Implementing Custom retrained ResNet152 Into DeepSream 5.0

Hello,

I am on a Jetson TX1 with DeepStream SDK loaded. I am attempting to implement and create my own video inference application. However I am unable to find a thorough and complete guide to implementing a custom model. I have consulted the documentation, but it is unclear to me. Can someone here point me in the right direction on how to use a retrained ResNet152 .onnx?

My goal is to use a TX1 with a retrained ResNet152 in .onnx for bird species classification using a live stream.

Update.

So I have been able to load my onnx model file, trt engine file, and a video into the configuration of DeepStream. DeepStream runs from beginning to end.

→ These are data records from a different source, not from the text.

//! # Database Command Group
//!
//! File: cli/src/commands/db/mod.rs
//!
//! ## Overview
//!
//! Manages the database services of the global stack: listing configured
//! services, probing their running state, showing connection credentials, and
//! toggling them on or off in the global configuration. Multiple database
//! engines can be enabled at once.
//!
//! The interactive database shells (`phpier mysql`, `psql`, `maria`, `redis`,
//! `memcached`) live in the `shell` submodule; they are top-level commands
//! but share this group's configuration lookups.
//!
pub mod shell;

use crate::common::docker::client::DockerClient;
use crate::core::config::{self, DbKind, GLOBAL_PROJECT_NAME};
use crate::core::error::Result;
use clap::Subcommand;

/// Subcommands of `phpier db`.
#[derive(Debug, Subcommand)]
pub enum DbCommand {
    /// List all database services and their enabled/disabled status
    List,
    /// Show running status of database services with ports
    Status,
    /// Show credentials for enabled database services
    Credentials,
    /// Enable a database service (mysql, postgresql, mariadb)
    Enable { database: String },
    /// Disable a database service (mysql, postgresql, mariadb)
    Disable { database: String },
}

/// Dispatches `phpier db` subcommands.
pub async fn handle_db(command: DbCommand) -> Result<()> {
    match command {
        DbCommand::List => handle_list(),
        DbCommand::Status => handle_status().await,
        DbCommand::Credentials => handle_credentials(),
        DbCommand::Enable { database } => handle_enable(&database),
        DbCommand::Disable { database } => handle_disable(&database),
    }
}

fn enabled_label(enabled: bool) -> &'static str {
    if enabled {
        "enabled"
    } else {
        "disabled"
    }
}

fn handle_list() -> Result<()> {
    let cfg = config::load_global_config()?;
    println!("Database Services:");
    for kind in DbKind::ALL {
        let db = cfg.database(kind);
        println!(
            "  {:<12} [{}]",
            kind.display_name(),
            enabled_label(db.enabled)
        );
    }
    Ok(())
}

async fn handle_status() -> Result<()> {
    let cfg = config::load_global_config()?;
    println!("Database Services Status:");
    for kind in DbKind::ALL {
        let db = cfg.database(kind);
        if db.enabled {
            let running = database_running(kind).await;
            let state = if running { "running" } else { "stopped" };
            println!(
                "  {:<12} [enabled]  [{}]  localhost:{}",
                kind.display_name(),
                state,
                db.port
            );
        } else {
            println!(
                "  {:<12} [disabled] [stopped]  localhost:{}",
                kind.display_name(),
                db.port
            );
        }
    }
    Ok(())
}

fn handle_credentials() -> Result<()> {
    let cfg = config::load_global_config()?;
    let enabled = cfg.enabled_databases();
    if enabled.is_empty() {
        println!("No database services are currently enabled.");
        println!("Use 'phpier db enable <service>' to enable a database service.");
        return Ok(());
    }

    println!("Database Credentials (enabled services only):");
    println!();
    for (kind, db) in enabled {
        println!("{}:", kind.display_name());
        println!("  Host:     localhost:{}", db.port);
        println!("  Username: {}", db.username);
        println!("  Password: {}", db.password);
        println!("  Database: {}", db.database);
        println!();
    }
    Ok(())
}

fn handle_enable(database: &str) -> Result<()> {
    let kind = DbKind::parse(database)?;
    let mut cfg = config::load_global_config()?;

    if cfg.database(kind).enabled {
        println!("{} is already enabled.", kind.display_name());
        return Ok(());
    }

    cfg.database_mut(kind).enabled = true;
    config::save_global_config(&cfg)?;

    println!("{} has been enabled.", kind.display_name());
    println!("Run 'phpier global up' to start the service.");
    Ok(())
}

fn handle_disable(database: &str) -> Result<()> {
    let kind = DbKind::parse(database)?;
    let mut cfg = config::load_global_config()?;

    if !cfg.database(kind).enabled {
        println!("{} is already disabled.", kind.display_name());
        return Ok(());
    }

    cfg.database_mut(kind).enabled = false;
    config::save_global_config(&cfg)?;

    println!("{} has been disabled.", kind.display_name());
    println!("Run 'phpier global up' to apply changes (the service will be stopped).");
    Ok(())
}

/// Whether the global stack container for this engine is running. Probe
/// failures count as "not running".
async fn database_running(kind: DbKind) -> bool {
    let Ok(client) = DockerClient::new().await else {
        return false;
    };
    let Ok(id) = client.container_id(GLOBAL_PROJECT_NAME, kind.service_name()).await else {
        return false;
    };
    client.is_container_running_by_id(&id).await.unwrap_or(false)
}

I am wondering how do I get the bounding boxes drawn? I have enabled bounding boxes to be drawn, but I am thinking that I need a custom function. How am I to write a custom bounding box function for DeepStream?

Question:

Am I able to used the default bounding box parsers if I retrain a network such as yolo or detecnet or ssd

It depend on how to parse the output layer of your model, we are using built-in post process parser function i.e nvdsinfer_context_impl_output_parsing.cpp -> DetectPostprocessor::parseBoundingBox if you don’t specify your customized parser using parse-bbox-func-name config item, refer https://docs.nvidia.com/metropolis/deepstream/dev-guide/text/DS_plugin_gst-nvinfer.html#gst-nvinfer-file-configuration-specifications

So I am able to modify the configuration files to adapt the existing parsers for a network such as ResNet to be used by DeepStream? Therefore I do not need to create a custom parser to get the inference model working?

We use nvdsinfer_context_impl_output_parsing.cpp -> DetectPostprocessor::parseBoundingBox by default, I think the built-in parser should parse your resnet model, you can try if it can work.
If not, you should specify your own parser function as my last comment.